-- Data provided --
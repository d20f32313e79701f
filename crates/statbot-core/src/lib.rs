//! StatBot Core Library
//!
//! A secure execution sandbox for natural-language tabular data analysis:
//! candidate programs are statically validated, executed in a restricted
//! embedded interpreter under resource ceilings, and retried with revised
//! code when they fail at runtime.

pub mod agent;
pub mod chart;
pub mod config;
pub mod error;
pub mod sandbox;
pub mod table;
pub mod telemetry;

pub use agent::{Agent, Answer, CodeGenerator, FailedAttempt, TemplateGenerator};

pub use chart::{ChartError, FigureSpec, SeriesSpec};

pub use config::{ResourceLimits, SandboxConfig};

pub use error::{AgentError, AgentResult, ViolationKind};

pub use sandbox::runner::TRUNCATION_MARKER;
pub use sandbox::{
    ChartRef, ExecPolicy, ExecutionResult, FailureCategory, MonitoredRunner, StaticValidator,
};

pub use table::{DataTable, TableSchema, Value};

pub use telemetry::init_tracing;

/// StatBot version
pub const VERSION: &str = env!("CARGO_PKG_VERSION");
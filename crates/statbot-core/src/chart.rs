//! SVG chart rendering from figure specifications.
//!
//! Candidate programs describe charts declaratively through the frozen `plt`
//! module; the host renders the description here with `plotters` so the
//! sandboxed code never touches the filesystem.

use std::path::Path;

use plotters::prelude::*;
use serde::{Deserialize, Serialize};

/// One figure recorded by a candidate program.
#[derive(Debug, Clone, Default, Serialize, Deserialize)]
#[serde(default)]
pub struct FigureSpec {
    pub title: String,
    pub xlabel: String,
    pub ylabel: String,
    pub series: Vec<SeriesSpec>,
}

/// One plotted series within a figure.
#[derive(Debug, Clone, Serialize, Deserialize)]
#[serde(tag = "kind", rename_all = "lowercase")]
pub enum SeriesSpec {
    Line {
        x: Vec<f64>,
        y: Vec<f64>,
        #[serde(default)]
        label: String,
    },
    Scatter {
        x: Vec<f64>,
        y: Vec<f64>,
        #[serde(default)]
        label: String,
    },
    Bar {
        labels: Vec<String>,
        values: Vec<f64>,
    },
    Hist {
        values: Vec<f64>,
        #[serde(default = "default_bins")]
        bins: usize,
    },
}

fn default_bins() -> usize {
    10
}

#[derive(Debug, thiserror::Error)]
pub enum ChartError {
    #[error("figure has no drawable series")]
    Empty,
    #[error("chart backend error: {0}")]
    Backend(String),
}

const CHART_WIDTH: u32 = 800;
const CHART_HEIGHT: u32 = 600;

struct Bounds {
    x_min: f64,
    x_max: f64,
    y_min: f64,
    y_max: f64,
}

fn widen(min: f64, max: f64) -> (f64, f64) {
    if min == max {
        (min - 1.0, max + 1.0)
    } else {
        let pad = (max - min) * 0.05;
        (min - pad, max + pad)
    }
}

/// Histogram bin edges and counts for `values` over `bins` equal-width bins.
fn bin_values(values: &[f64], bins: usize) -> Vec<(f64, f64, usize)> {
    let bins = bins.max(1);
    let min = values.iter().cloned().fold(f64::INFINITY, f64::min);
    let max = values.iter().cloned().fold(f64::NEG_INFINITY, f64::max);
    let width = if max > min { (max - min) / bins as f64 } else { 1.0 };
    let mut counts = vec![0usize; bins];
    for &v in values {
        let mut idx = ((v - min) / width) as usize;
        if idx >= bins {
            idx = bins - 1;
        }
        counts[idx] += 1;
    }
    counts
        .into_iter()
        .enumerate()
        .map(|(i, c)| (min + i as f64 * width, min + (i + 1) as f64 * width, c))
        .collect()
}

fn bounds_of(spec: &FigureSpec) -> Option<Bounds> {
    let mut x_min = f64::INFINITY;
    let mut x_max = f64::NEG_INFINITY;
    let mut y_min = f64::INFINITY;
    let mut y_max = f64::NEG_INFINITY;
    let mut any = false;

    for series in &spec.series {
        match series {
            SeriesSpec::Line { x, y, .. } | SeriesSpec::Scatter { x, y, .. } => {
                for &v in x {
                    x_min = x_min.min(v);
                    x_max = x_max.max(v);
                    any = true;
                }
                for &v in y {
                    y_min = y_min.min(v);
                    y_max = y_max.max(v);
                }
            }
            SeriesSpec::Bar { labels, values } => {
                if !values.is_empty() {
                    x_min = x_min.min(-0.5);
                    x_max = x_max.max(labels.len() as f64 - 0.5);
                    y_min = y_min.min(0.0);
                    for &v in values {
                        y_min = y_min.min(v);
                        y_max = y_max.max(v);
                    }
                    any = true;
                }
            }
            SeriesSpec::Hist { values, bins } => {
                if !values.is_empty() {
                    for (lo, hi, count) in bin_values(values, *bins) {
                        x_min = x_min.min(lo);
                        x_max = x_max.max(hi);
                        y_max = y_max.max(count as f64);
                    }
                    y_min = y_min.min(0.0);
                    any = true;
                }
            }
        }
    }

    if !any || !x_min.is_finite() || !y_max.is_finite() {
        return None;
    }
    let (x_min, x_max) = widen(x_min, x_max);
    let (y_min, y_max) = widen(y_min, y_max);
    Some(Bounds {
        x_min,
        x_max,
        y_min,
        y_max,
    })
}

const PALETTE: [RGBColor; 5] = [
    RGBColor(31, 119, 180),
    RGBColor(255, 127, 14),
    RGBColor(44, 160, 44),
    RGBColor(214, 39, 40),
    RGBColor(148, 103, 189),
];

/// Renders `spec` as an SVG file at `path`.
pub fn render_svg(spec: &FigureSpec, path: &Path) -> Result<(), ChartError> {
    let bounds = bounds_of(spec).ok_or(ChartError::Empty)?;

    // Bar labels are shared across all bar series of the figure; the x axis
    // is indexed by bar position.
    let bar_labels: Vec<String> = spec
        .series
        .iter()
        .find_map(|s| match s {
            SeriesSpec::Bar { labels, .. } => Some(labels.clone()),
            _ => None,
        })
        .unwrap_or_default();

    let root = SVGBackend::new(path, (CHART_WIDTH, CHART_HEIGHT)).into_drawing_area();
    root.fill(&WHITE)
        .map_err(|e| ChartError::Backend(e.to_string()))?;

    let mut chart = ChartBuilder::on(&root)
        .caption(&spec.title, ("sans-serif", 24))
        .margin(10)
        .x_label_area_size(40)
        .y_label_area_size(50)
        .build_cartesian_2d(bounds.x_min..bounds.x_max, bounds.y_min..bounds.y_max)
        .map_err(|e| ChartError::Backend(e.to_string()))?;

    chart
        .configure_mesh()
        .x_desc(&spec.xlabel)
        .y_desc(&spec.ylabel)
        .x_label_formatter(&|x: &f64| {
            if bar_labels.is_empty() {
                format!("{:.1}", x)
            } else {
                let idx = x.round() as i64;
                if (x - idx as f64).abs() < 0.05 && idx >= 0 && (idx as usize) < bar_labels.len() {
                    bar_labels[idx as usize].clone()
                } else {
                    String::new()
                }
            }
        })
        .draw()
        .map_err(|e| ChartError::Backend(e.to_string()))?;

    for (idx, series) in spec.series.iter().enumerate() {
        let color = PALETTE[idx % PALETTE.len()];
        match series {
            SeriesSpec::Line { x, y, .. } => {
                let points: Vec<(f64, f64)> =
                    x.iter().cloned().zip(y.iter().cloned()).collect();
                chart
                    .draw_series(LineSeries::new(points, color.stroke_width(2)))
                    .map_err(|e| ChartError::Backend(e.to_string()))?;
            }
            SeriesSpec::Scatter { x, y, .. } => {
                let points: Vec<(f64, f64)> =
                    x.iter().cloned().zip(y.iter().cloned()).collect();
                chart
                    .draw_series(
                        points
                            .into_iter()
                            .map(|p| Circle::new(p, 4, color.filled())),
                    )
                    .map_err(|e| ChartError::Backend(e.to_string()))?;
            }
            SeriesSpec::Bar { values, .. } => {
                chart
                    .draw_series(values.iter().enumerate().map(|(i, &v)| {
                        let x0 = i as f64 - 0.35;
                        let x1 = i as f64 + 0.35;
                        Rectangle::new([(x0, 0.0), (x1, v)], color.filled())
                    }))
                    .map_err(|e| ChartError::Backend(e.to_string()))?;
            }
            SeriesSpec::Hist { values, bins } => {
                if values.is_empty() {
                    continue;
                }
                chart
                    .draw_series(bin_values(values, *bins).into_iter().map(
                        |(lo, hi, count)| {
                            Rectangle::new([(lo, 0.0), (hi, count as f64)], color.filled())
                        },
                    ))
                    .map_err(|e| ChartError::Backend(e.to_string()))?;
            }
        }
    }

    root.present()
        .map_err(|e| ChartError::Backend(e.to_string()))?;
    Ok(())
}

#[cfg(test)]
mod tests {
    use super::*;

    #[test]
    fn test_render_line_figure() {
        let dir = tempfile::tempdir().unwrap();
        let path = dir.path().join("line.svg");
        let spec = FigureSpec {
            title: "trend".into(),
            xlabel: "x".into(),
            ylabel: "y".into(),
            series: vec![SeriesSpec::Line {
                x: vec![0.0, 1.0, 2.0],
                y: vec![3.0, 1.0, 4.0],
                label: "series".into(),
            }],
        };
        render_svg(&spec, &path).unwrap();
        let svg = std::fs::read_to_string(&path).unwrap();
        assert!(svg.contains("<svg"));
        assert!(svg.contains("trend"));
    }

    #[test]
    fn test_render_bar_figure_with_labels() {
        let dir = tempfile::tempdir().unwrap();
        let path = dir.path().join("bars.svg");
        let spec = FigureSpec {
            title: "sales by region".into(),
            series: vec![SeriesSpec::Bar {
                labels: vec!["North".into(), "South".into()],
                values: vec![1200.0, 900.0],
            }],
            ..Default::default()
        };
        render_svg(&spec, &path).unwrap();
        let svg = std::fs::read_to_string(&path).unwrap();
        assert!(svg.contains("North"));
    }

    #[test]
    fn test_empty_figure_rejected() {
        let dir = tempfile::tempdir().unwrap();
        let path = dir.path().join("none.svg");
        let spec = FigureSpec::default();
        match render_svg(&spec, &path) {
            Err(ChartError::Empty) => {}
            other => panic!("expected Empty, got {:?}", other),
        }
    }

    #[test]
    fn test_figure_spec_parses_from_vm_json() {
        let json = r#"{
            "title": "t",
            "xlabel": "",
            "ylabel": "",
            "series": [
                {"kind": "hist", "values": [1.0, 1.5, 2.0, 2.0]},
                {"kind": "scatter", "x": [1.0], "y": [2.0]}
            ]
        }"#;
        let spec: FigureSpec = serde_json::from_str(json).unwrap();
        assert_eq!(spec.series.len(), 2);
        match &spec.series[0] {
            SeriesSpec::Hist { bins, .. } => assert_eq!(*bins, 10),
            other => panic!("expected hist, got {:?}", other),
        }
    }

    #[test]
    fn test_bin_values_cover_range() {
        let bins = bin_values(&[0.0, 5.0, 10.0], 2);
        assert_eq!(bins.len(), 2);
        let total: usize = bins.iter().map(|b| b.2).sum();
        assert_eq!(total, 3);
    }
}
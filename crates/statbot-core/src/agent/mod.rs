//! The question-answering agent.
//!
//! [`Agent::process_question`] drives the full pipeline: generate candidate
//! code, statically validate it, execute it in the monitored sandbox, and
//! retry with revised code on ordinary runtime failures. Policy violations
//! and timeouts are terminal and propagate as errors; a candidate that still
//! fails on the last attempt is returned as an unsuccessful [`Answer`], not
//! an error.

pub mod codegen;

use std::sync::Arc;
use std::time::Instant;

use serde::Serialize;

use crate::config::SandboxConfig;
use crate::error::{AgentError, AgentResult};
use crate::sandbox::policy::ExecPolicy;
use crate::sandbox::runner::{ExecutionResult, MonitoredRunner};
use crate::sandbox::validator::StaticValidator;
use crate::table::DataTable;

pub use codegen::{CodeGenerator, FailedAttempt, TemplateGenerator};

/// Final answer for one question.
#[derive(Debug, Clone, Serialize)]
pub struct Answer {
    pub success: bool,
    pub text: String,
    #[serde(skip_serializing_if = "Option::is_none")]
    pub chart_url: Option<String>,
    pub attempts: u32,
    pub execution_time_seconds: f64,
    #[serde(skip_serializing_if = "Option::is_none")]
    pub error: Option<String>,
    #[serde(skip_serializing_if = "Option::is_none")]
    pub error_type: Option<String>,
}

/// Natural-language data analysis agent.
pub struct Agent {
    generator: Arc<dyn CodeGenerator>,
    validator: StaticValidator,
    runner: MonitoredRunner,
    max_retries: u32,
}

impl Agent {
    /// Agent with the default policy and the built-in template generator.
    pub fn new(config: &SandboxConfig) -> AgentResult<Self> {
        Self::with_generator(config, Arc::new(TemplateGenerator::new()))
    }

    pub fn with_generator(
        config: &SandboxConfig,
        generator: Arc<dyn CodeGenerator>,
    ) -> AgentResult<Self> {
        let policy = Arc::new(ExecPolicy::default());
        let validator = StaticValidator::new(Arc::clone(&policy))?;
        let runner = MonitoredRunner::new(config, policy)?;
        Ok(Self {
            generator,
            validator,
            runner,
            max_retries: config.max_retries,
        })
    }

    /// Answers `question` over `table`.
    ///
    /// Returns `Err` only for non-retryable conditions: malformed input, a
    /// candidate that fails static validation (never executed), a wall-clock
    /// timeout, or a host fault. Runtime failures are retried up to the
    /// configured attempt count and the final failure is reported inside the
    /// returned [`Answer`].
    pub async fn process_question(&self, question: &str, table: &DataTable) -> AgentResult<Answer> {
        if question.trim().is_empty() {
            return Err(AgentError::Validation("question must not be empty".into()));
        }
        if table.is_empty() {
            return Err(AgentError::Validation(
                "table must have at least one row and one column".into(),
            ));
        }

        let schema = table.schema();
        let started = Instant::now();
        let mut last_failure: Option<FailedAttempt> = None;

        for attempt in 1..=self.max_retries {
            let code = match &last_failure {
                None => self.generator.initial(question, &schema).await?,
                Some(failed) => self.generator.revise(question, &schema, failed).await?,
            };

            // A rejected candidate is never executed; the violation is
            // terminal for the whole question.
            self.validator.validate(&code)?;

            tracing::debug!(attempt, "executing candidate");
            match self.runner.run(&code, table).await? {
                ExecutionResult::Success { output, chart, .. } => {
                    let text = if output.is_empty() {
                        "Analysis completed successfully".to_string()
                    } else {
                        output
                    };
                    tracing::info!(attempt, "question answered");
                    return Ok(Answer {
                        success: true,
                        text,
                        chart_url: chart.map(|c| c.url),
                        attempts: attempt,
                        execution_time_seconds: started.elapsed().as_secs_f64(),
                        error: None,
                        error_type: None,
                    });
                }
                ExecutionResult::Failure {
                    message, category, ..
                } => {
                    tracing::warn!(attempt, error = %message, "candidate failed");
                    if attempt == self.max_retries {
                        return Ok(Answer {
                            success: false,
                            text: format!(
                                "Analysis failed after {} attempts. Last error: {}",
                                attempt, message
                            ),
                            chart_url: None,
                            attempts: attempt,
                            execution_time_seconds: started.elapsed().as_secs_f64(),
                            error: Some(message),
                            error_type: Some(category.label().to_string()),
                        });
                    }
                    last_failure = Some(FailedAttempt {
                        code,
                        error: message,
                        category,
                        attempt,
                    });
                }
            }
        }

        // max_retries >= 1 is enforced by config validation, so the loop
        // always returns.
        Err(AgentError::Validation("retry loop exhausted".into()))
    }
}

-- Task description --
Check the data for the word "ExecPolicy" and pull out the lines that have it.

-- Exercise output --
    ChartRef, ExecPolicy, ExecutionResult, FailureCategory, MonitoredRunner, StaticValidator,
use crate::sandbox::policy::ExecPolicy;
        let policy = Arc::new(ExecPolicy::default());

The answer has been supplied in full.